Requirement:
The entries below hold a line with "fn create_file(path: &Path, contents: &str)" and a line with "fn engine_with_scratch_index(scratch: &Path)". Return those lines and all that lie between them, exactly and only.

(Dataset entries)
--------------------------------

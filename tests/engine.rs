use std::collections::BTreeSet;
use std::fs;
use std::path::{Path, PathBuf};
use std::time::{Duration, Instant};

use findex::engine::{Delivery, Engine};
use findex::query::SearchMode;
use findex::store::EntryStore;
use tempfile::TempDir;

fn create_file(path: &Path, contents: &str) {
    fs::create_dir_all(path.parent().unwrap()).expect("create parent");
    fs::write(path, contents).expect("write file");
}

fn canonical_temp_dir() -> (TempDir, PathBuf) {
    let dir = tempfile::tempdir().expect("tempdir");
    let canonical = dir.path().canonicalize().expect("canonicalize temp root");
    (dir, canonical)
}

fn engine_with_scratch_index(scratch: &Path) -> Engine {
    Engine::new(scratch.join("index.json"))
}

fn wait_for_delivery(engine: &mut Engine) -> Delivery {
    let deadline = Instant::now() + Duration::from_secs(5);
    while Instant::now() < deadline {
        if let Some(delivery) = engine.wait(Duration::from_millis(200)) {
            return delivery;
        }
        if !engine.is_running() {
            break;
        }
    }
    panic!("no delivery within timeout");
}

fn search_paths(engine: &mut Engine, term: &str, root: &Path) -> (BTreeSet<PathBuf>, SearchMode) {
    engine.search(term, root).expect("search accepted");
    match wait_for_delivery(engine) {
        Delivery::Search { hits, mode } => {
            (hits.into_iter().map(|hit| hit.path).collect(), mode)
        }
        other => panic!("unexpected delivery: {other:?}"),
    }
}

fn rebuild(engine: &mut Engine, root: &Path) {
    engine.index_directory(root).expect("rebuild accepted");
    match wait_for_delivery(engine) {
        Delivery::Index { persist_error, .. } => {
            assert!(persist_error.is_none(), "persist failed: {persist_error:?}");
        }
        other => panic!("unexpected delivery: {other:?}"),
    }
}

#[test]
fn live_and_indexed_search_return_the_same_path_set() {
    let (_tree, root) = canonical_temp_dir();
    create_file(&root.join("docs/report.txt"), "r");
    create_file(&root.join("docs/report-draft.md"), "d");
    create_file(&root.join("media/holiday.jpg"), "j");
    fs::create_dir_all(root.join("reports-archive")).expect("mkdir");

    let (_scratch, scratch) = canonical_temp_dir();
    let mut engine = engine_with_scratch_index(&scratch);

    let (live, live_mode) = search_paths(&mut engine, "report", &root);
    assert_eq!(live_mode, SearchMode::Live);

    rebuild(&mut engine, &root);
    let (indexed, indexed_mode) = search_paths(&mut engine, "report", &root);
    assert_eq!(indexed_mode, SearchMode::Indexed);

    assert!(!live.is_empty());
    assert_eq!(live, indexed);
}

#[test]
fn rebuild_yields_folder_extension_and_plain_file_labels() {
    let (_tree, root) = canonical_temp_dir();
    fs::create_dir(root.join("a")).expect("mkdir");
    create_file(&root.join("a/x.txt"), "x");
    create_file(&root.join("a/y"), "y");

    let (_scratch, scratch) = canonical_temp_dir();
    let mut engine = engine_with_scratch_index(&scratch);
    rebuild(&mut engine, &root);

    let store = engine.store();
    let key = |p: PathBuf| p.to_string_lossy().into_owned();
    assert_eq!(store.len(), 3);
    assert_eq!(store.label_of(&key(root.join("a"))), Some("Folder"));
    assert_eq!(store.label_of(&key(root.join("a/x.txt"))), Some("TXT"));
    assert_eq!(store.label_of(&key(root.join("a/y"))), Some("File"));
}

#[test]
fn path_deleted_after_indexing_is_silently_absent() {
    let (_tree, root) = canonical_temp_dir();
    create_file(&root.join("keep-note.txt"), "k");
    create_file(&root.join("gone-note.txt"), "g");

    let (_scratch, scratch) = canonical_temp_dir();
    let mut engine = engine_with_scratch_index(&scratch);
    rebuild(&mut engine, &root);

    fs::remove_file(root.join("gone-note.txt")).expect("delete");

    let (paths, mode) = search_paths(&mut engine, "note", &root);
    assert_eq!(mode, SearchMode::Indexed);
    assert!(paths.contains(&root.join("keep-note.txt")));
    assert!(!paths.contains(&root.join("gone-note.txt")));
}

#[test]
fn persisted_index_round_trips_into_a_fresh_engine() {
    let (_tree, root) = canonical_temp_dir();
    create_file(&root.join("inbox/invoice.pdf"), "i");

    let (_scratch, scratch) = canonical_temp_dir();
    let index_path = scratch.join("index.json");

    let mut engine = Engine::new(index_path.clone());
    rebuild(&mut engine, &root);

    // A different engine instance picks the persisted store back up.
    let mut fresh = Engine::new(index_path.clone());
    assert!(fresh.load_index_if_present().is_none());
    assert_eq!(fresh.store().len(), engine.store().len());
    assert_eq!(fresh.store().root(), Some(root.as_path()));

    let loaded = EntryStore::load(&index_path).expect("load").expect("present");
    for (path, label) in engine.store().iter() {
        assert_eq!(loaded.label_of(path), Some(label));
    }
}

#[test]
fn corrupt_index_degrades_to_live_search_with_a_warning() {
    let (_tree, root) = canonical_temp_dir();
    create_file(&root.join("hello.txt"), "h");

    let (_scratch, scratch) = canonical_temp_dir();
    let index_path = scratch.join("index.json");
    fs::write(&index_path, "definitely not json").expect("write");

    let mut engine = Engine::new(index_path);
    let warning = engine.load_index_if_present();
    assert!(warning.is_some(), "corrupt index should be reported once");
    assert!(engine.store().is_empty());

    let (paths, mode) = search_paths(&mut engine, "hello", &root);
    assert_eq!(mode, SearchMode::Live);
    assert_eq!(paths.len(), 1);
}

#[test]
fn reindexing_a_narrower_subtree_replaces_the_store() {
    let (_tree, root) = canonical_temp_dir();
    create_file(&root.join("wide/one.txt"), "1");
    create_file(&root.join("wide/sub/two.txt"), "2");

    let (_scratch, scratch) = canonical_temp_dir();
    let mut engine = engine_with_scratch_index(&scratch);

    rebuild(&mut engine, &root);
    let broad = engine.store().len();

    rebuild(&mut engine, &root.join("wide/sub"));
    let narrow = engine.store().len();

    assert!(narrow < broad, "narrower rebuild must replace, not merge");
    assert_eq!(engine.store().root(), Some(root.join("wide/sub").as_path()));
}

--------------------------------

Output for this task:
fn create_file(path: &Path, contents: &str) {
    fs::create_dir_all(path.parent().unwrap()).expect("create parent");
    fs::write(path, contents).expect("write file");
}

fn canonical_temp_dir() -> (TempDir, PathBuf) {
    let dir = tempfile::tempdir().expect("tempdir");
    let canonical = dir.path().canonicalize().expect("canonicalize temp root");
    (dir, canonical)
}

fn engine_with_scratch_index(scratch: &Path) -> Engine {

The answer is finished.